The hon. member calls for a single department because that is in line with his whole political philosophy of a single society, a single political structure, a single housing department, a single education department, a single dreary sameness in this country and a single rigid uniformity. Having said that, the hon. member all of a sudden became once again the level-headed scientist when he used the word “co-ordinate”. Surely that is sensible language. After all, that is a word from the vocabulary of the scientist. It is in line with this amendment, in which we refer to a comprehensive approach. “Co-ordination”—after all that is sensible language, and not “one department”.

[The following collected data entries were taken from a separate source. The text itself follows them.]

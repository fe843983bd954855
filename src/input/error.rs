//! Input parsing error types.

use thiserror::Error;

/// Errors raised while turning user input into a countdown spec.
#[derive(Debug, Clone, PartialEq, Eq, Error)]
pub enum ParseError {
    /// The duration text could not be understood.
    #[error("invalid duration '{0}' (examples: 90, 1:30, 1h30m, 2d 4h)")]
    InvalidDuration(String),

    /// A duration field is outside its allowed range.
    #[error("{field} must be between 0 and {max}, got {value}")]
    OutOfRange {
        field: &'static str,
        value: u64,
        max: u64,
    },

    /// The target date-time could not be understood or does not exist.
    #[error("invalid target '{0}' (examples: 2026-12-31T23:59, 2026-12-31 23:59:30, 18:00)")]
    InvalidTarget(String),
}
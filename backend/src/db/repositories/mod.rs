//! Repository implementations module.
//!
//! This module contains the storage backends:
//! - `postgres`: PostgreSQL implementation with Diesel ORM
//! - `local`: In-memory implementation for unit testing and local development
pub mod local;
#[cfg(feature = "postgres-repo")]
pub mod postgres;

pub use local::LocalRepository;
#[cfg(feature = "postgres-repo")]
pub use postgres::{PostgresConfig, PostgresRepository};
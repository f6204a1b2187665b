//! Repository traits implemented by every storage backend.
//!
//! The traits only cover storage primitives. Slug derivation, field
//! normalization and reference checks live in [`crate::db::services`], which
//! works against any implementation.

use async_trait::async_trait;

use crate::models::{
    Booking, BookingId, BookingRecord, Event, EventId, EventRecord, EventSummary,
};

pub mod error;

pub use error::{ErrorContext, RepositoryError, RepositoryResult};

/// Storage operations over event records.
#[async_trait]
pub trait EventRepository: Send + Sync {
    /// Check that the backing store is reachable.
    async fn health_check(&self) -> RepositoryResult<bool>;

    /// Insert a new event, assigning its id and timestamps.
    ///
    /// Implementations must reject a slug that is already taken: this is the
    /// authoritative uniqueness guarantee.
    async fn insert_event(&self, record: EventRecord) -> RepositoryResult<Event>;

    /// Overwrite the writable fields of an existing event and bump `updated_at`.
    async fn update_event(&self, id: EventId, record: EventRecord) -> RepositoryResult<Event>;

    async fn get_event(&self, id: EventId) -> RepositoryResult<Option<Event>>;

    /// Exact slug lookup.
    async fn find_event_by_slug(&self, slug: &str) -> RepositoryResult<Option<Event>>;

    /// Whether `slug` is used by any event other than `exclude`.
    async fn slug_exists(&self, slug: &str, exclude: Option<EventId>) -> RepositoryResult<bool>;

    /// All events, newest `created_at` first.
    async fn list_events(&self) -> RepositoryResult<Vec<Event>>;

    /// Events other than `exclude` that share at least one of `tags` and have
    /// both a non-empty image and a non-empty slug.
    async fn find_events_sharing_tags(
        &self,
        tags: &[String],
        exclude: EventId,
    ) -> RepositoryResult<Vec<EventSummary>>;
}

/// Storage operations over booking records.
#[async_trait]
pub trait BookingRepository: Send + Sync {
    async fn insert_booking(&self, record: BookingRecord) -> RepositoryResult<Booking>;

    async fn update_booking(
        &self,
        id: BookingId,
        record: BookingRecord,
    ) -> RepositoryResult<Booking>;

    async fn get_booking(&self, id: BookingId) -> RepositoryResult<Option<Booking>>;

    async fn count_bookings_for_event(&self, event_id: EventId) -> RepositoryResult<u64>;
}

/// Everything the application needs from a backend.
pub trait FullRepository: EventRepository + BookingRepository {}

impl<T: EventRepository + BookingRepository> FullRepository for T {}
//! HTTP error handling and response types.

use axum::{
    http::StatusCode,
    response::{IntoResponse, Response},
    Json,
};
use serde::{Deserialize, Serialize};
use tracing::error;

use crate::db::repository::RepositoryError;
use crate::storage::StorageError;

/// Error response body: `{message, error?}`.
#[derive(Debug, Clone, Serialize, Deserialize)]
pub struct ApiError {
    pub message: String,
    /// Underlying cause, present on server-side failures.
    #[serde(skip_serializing_if = "Option::is_none")]
    pub error: Option<String>,
}

impl ApiError {
    pub fn new(message: impl Into<String>) -> Self {
        Self {
            message: message.into(),
            error: None,
        }
    }

    pub fn with_error(mut self, error: impl Into<String>) -> Self {
        self.error = Some(error.into());
        self
    }
}

/// Application error type for HTTP handlers.
#[derive(Debug)]
pub enum AppError {
    /// Invalid request; the message is shown to the client as-is.
    BadRequest(String),
    NotFound(String),
    /// Server-side failure with a caller-facing summary.
    Internal { message: String, error: String },
    /// Repository failure during the operation named by `message`.
    Repository {
        message: &'static str,
        source: RepositoryError,
    },
}

impl AppError {
    pub fn bad_request(message: impl Into<String>) -> Self {
        Self::BadRequest(message.into())
    }

    /// Wrap a repository error with the summary for the failing operation.
    pub fn repository(message: &'static str, source: RepositoryError) -> Self {
        Self::Repository { message, source }
    }

    pub fn storage(message: impl Into<String>, source: StorageError) -> Self {
        Self::Internal {
            message: message.into(),
            error: source.to_string(),
        }
    }
}

impl IntoResponse for AppError {
    fn into_response(self) -> Response {
        let (status, body) = match self {
            AppError::BadRequest(msg) => (StatusCode::BAD_REQUEST, ApiError::new(msg)),
            AppError::NotFound(msg) => (StatusCode::NOT_FOUND, ApiError::new(msg)),
            AppError::Internal { message, error: cause } => {
                error!(%message, error = %cause, "Request failed");
                (
                    StatusCode::INTERNAL_SERVER_ERROR,
                    ApiError::new(message).with_error(cause),
                )
            }
            AppError::Repository { message, source } => {
                if source.is_client_error() {
                    (StatusCode::BAD_REQUEST, ApiError::new(source.to_string()))
                } else if matches!(source, RepositoryError::NotFound { .. }) {
                    (StatusCode::NOT_FOUND, ApiError::new(source.to_string()))
                } else {
                    error!(%message, error = %source, "Request failed");
                    (
                        StatusCode::INTERNAL_SERVER_ERROR,
                        ApiError::new(message).with_error(source.to_string()),
                    )
                }
            }
        };

        (status, Json(body)).into_response()
    }
}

I have with me a flow chart which could indicate to that hon. member the co-ordination that does in fact take place between the departments. It is excellent co-ordination. Linked to the Ministry are various arms such as the National Housing Commission, the Housing Policy Council, the Housing Matters Advisory Committee, the Community Development Board, etc. All are coordinated with one another and subordinated to the function of the Minister. This in turn makes itself felt in the other strata, the Provincial Administrations, the local authorities as functionaries, and also the semi-public sector and in other parts of the public sector, such as the Transport Services, the Post Office and the State Corporations, and the private sector as well. I do not have the time to elucidate this all in full, but I shall make this flow chart available to the hon. member so that he can see that there is a fine, comprehensive approach, an organic approach, with the result that everyone does not simply do his own thing in his own corner; instead there is co-ordinated action.

To return to the hon. member’s motion; he remains the scientist for a while and speaks about a housing strategy. “Housing strategy” is a fine word, a very sensible word. However, the hon. member spoils the word “housing strategy” by using the wrong article. He refers to “a” housing strategy which is to be designed, as if it has not yet been designed, instead of “the” housing strategy, the one which the Minister in question announced last year and to which tremendous publicity was given. Linked to that is the selling campaign announced the previous week. [Interjections.] Then the hon. member feels that he has been level-headed for too long. He has been the scientist for too long and now the politician has to take over again, the politician who gets his dig in, who is out to hurt and wound. At that point he comes up with a word straight from the arsenal of the politician, and speaks about a housing crisis. That, surely, is an ugly word, an exaggerated word.

*Mr. C. W. EGLIN:

But it is an ugly situation.

*The DEPUTY MINISTER:

If the hon.member had wanted to be scientific he would really have asked himself what the extent of that housing crisis was to which he referred. He omitted to tell us what the extent of that housing crisis was, if it ever was a housing crisis! After all, the scientist would have taken a cool and clinical look at such a statement, but the politician simply rushes in. The scientist would surely have told us what had already been done to resolve this so-called crisis, but the hon. member omitted to do so. [Interjections.] He would also have told us what strategy to apply in order to resolve these problems and whether that strategy was adequate, but the hon. member omitted to do that.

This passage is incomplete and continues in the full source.